We quickly learned that these dogs were not well socialized, but instead, nocturnal livestock guard dogs that would one day keep our farm animals alive. Every night. And with time, David and I begin to add farm animals like we were on an expedition to create a petting zoo. No, we didn't realize it in the moment, but turns out we have a petting zoo. 2 mini horses, 5 sheep, 2 piggies, 2 turkeys (kinda sounds like an ark instead of a zoo) 6 dogs, 6 barn cats, 7 ducks and 60-ish chickens. And what I really want to tell you is that they are all alive because of Levi and Whisper. Every night without fail, all night long, those two faithful and loyal guard dogs make sure nothing crosses the parameter of our property - and if a predator dares to do so - is killed. Period. The End. 

That seems so unfair, right? No. Life is not fair, you silly coyotes. Or you stinky skunks. Or you opossum who thinks you can just show up and eat dinner uninvited. Levi and Whisper instinctually guard, protect and serve all who live in the pasture and barns. There are no exceptions. Therefore, they rest during the day, and people often comment about their idle daytime activities. Yet, since no one is here at night to watch their skill and dedication besides us, it's hard to understand how much work Levi and Whisper do each and every night. 


It took Levi time to realize Maybe was 
not a skunk. She could not go out in the 
pasture for a full year. 



Each morning that I come out to the barn to feed, I thank our guard dogs. Thank you, Levi and Whisper, for all you did last night. Here's a wonderful breakfast. And when dinnertime comes along, they get a good dinner to be ready for their night.
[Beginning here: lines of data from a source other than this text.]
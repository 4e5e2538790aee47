use crate::DEFAULT_LOGIN_PATH;

#[derive(Debug, Clone, Copy, PartialEq, Eq)]
pub enum NoticeLevel {
    Success,
    Error,
    Info,
    Warning,
}

/// Recovery action offered alongside a notice
#[derive(Debug, Clone, PartialEq, Eq)]
pub struct NoticeAction {
    pub label: String,
    pub navigate_to: String,
}

impl NoticeAction {
    pub fn sign_in() -> Self {
        Self {
            label: "Sign In".to_string(),
            navigate_to: DEFAULT_LOGIN_PATH.to_string(),
        }
    }
}

/// Transient, dismissable message for the user
#[derive(Debug, Clone, PartialEq, Eq)]
pub struct Notice {
    pub level: NoticeLevel,
    pub message: String,
    pub action: Option<NoticeAction>,
}

impl Notice {
    pub fn new(level: NoticeLevel, message: impl Into<String>) -> Self {
        Self {
            level,
            message: message.into(),
            action: None,
        }
    }

    pub fn with_action(mut self, action: NoticeAction) -> Self {
        self.action = Some(action);
        self
    }
}

/// Outbox drained by whatever presents notices
#[derive(Debug, Default)]
pub struct Notices {
    pending: Vec<Notice>,
}

impl Notices {
    pub fn push(&mut self, notice: Notice) {
        self.pending.push(notice);
    }

    pub fn success(&mut self, message: impl Into<String>) {
        self.push(Notice::new(NoticeLevel::Success, message));
    }

    pub fn error(&mut self, message: impl Into<String>) {
        self.push(Notice::new(NoticeLevel::Error, message));
    }

    pub fn warning(&mut self, message: impl Into<String>) {
        self.push(Notice::new(NoticeLevel::Warning, message));
    }

    pub fn peek(&self) -> &[Notice] {
        &self.pending
    }

    pub fn take(&mut self) -> Vec<Notice> {
        std::mem::take(&mut self.pending)
    }
}

/// Form field that can carry an inline error
#[derive(Debug, Clone, Copy, PartialEq, Eq)]
pub enum Field {
    Firstname,
    Lastname,
    Email,
    Password,
    ConfirmPassword,
    Code,
}

/// Inline messages shown next to form fields
#[derive(Debug, Clone, Default, PartialEq, Eq)]
pub struct FieldErrors {
    pub firstname: Option<String>,
    pub lastname: Option<String>,
    pub email: Option<String>,
    pub password: Option<String>,
    pub confirm_password: Option<String>,
    pub code: Option<String>,
}

impl FieldErrors {
    pub fn is_empty(&self) -> bool {
        self.firstname.is_none()
            && self.lastname.is_none()
            && self.email.is_none()
            && self.password.is_none()
            && self.confirm_password.is_none()
            && self.code.is_none()
    }

    pub fn get(&self, field: Field) -> Option<&str> {
        self.slot(field).as_deref()
    }

    pub fn set(&mut self, field: Field, message: impl Into<String>) {
        *self.slot_mut(field) = Some(message.into());
    }

    pub fn clear(&mut self, field: Field) {
        *self.slot_mut(field) = None;
    }

    /// Copies every error present in `other`, leaving the rest untouched
    pub fn merge(&mut self, other: FieldErrors) {
        for field in [
            Field::Firstname,
            Field::Lastname,
            Field::Email,
            Field::Password,
            Field::ConfirmPassword,
            Field::Code,
        ] {
            if let Some(message) = other.get(field) {
                self.set(field, message);
            }
        }
    }

    fn slot(&self, field: Field) -> &Option<String> {
        match field {
            Field::Firstname => &self.firstname,
            Field::Lastname => &self.lastname,
            Field::Email => &self.email,
            Field::Password => &self.password,
            Field::ConfirmPassword => &self.confirm_password,
            Field::Code => &self.code,
        }
    }

    fn slot_mut(&mut self, field: Field) -> &mut Option<String> {
        match field {
            Field::Firstname => &mut self.firstname,
            Field::Lastname => &mut self.lastname,
            Field::Email => &mut self.email,
            Field::Password => &mut self.password,
            Field::ConfirmPassword => &mut self.confirm_password,
            Field::Code => &mut self.code,
        }
    }
}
The nocturnal predators are bountiful and relentless, as the outdoor world comes alive when the indoor world goes to sleep. 

So where I was going with this initially was that there's no telling what you'll find when night turns to day, when darkness turns to light, and when one world quiets and another awakens. What do I find in my half sleep state in the morning when I rise and shine? Well, this morning it was a gift from the barn cats of a half eaten bird and a bonus dead mouse in my laundry room (thanks to a doggie door that allows them in there). Feathers everywhere, blood strewn like a crime scene on the tile floor and barn cats waiting to be congratulated. I in my jammies, and eyes half open say something to myself like "crappity" or "son of a monkey" or likely something I shouldn't type here. This fun never stops. Where's David. 

My favorite part is when I go to work in the dark at an early ungaudly hour and come home to find a dead something-something in the pasture from the night, all bloated up like a balloon during the day until I find it. 


I told it to go home when I saw it in the garage.
 But no.



Turns out, that possum was possibly the same one helping it self to the cat food in the garage and didn't make it off the property alive. 


That nose.



What's funny is I'll ask David, "Hey, did you see that dead fill-in-the-blank in the pasture this morning?" because he goes to work when it's light outside. He denies seeing anything. Uh huh. 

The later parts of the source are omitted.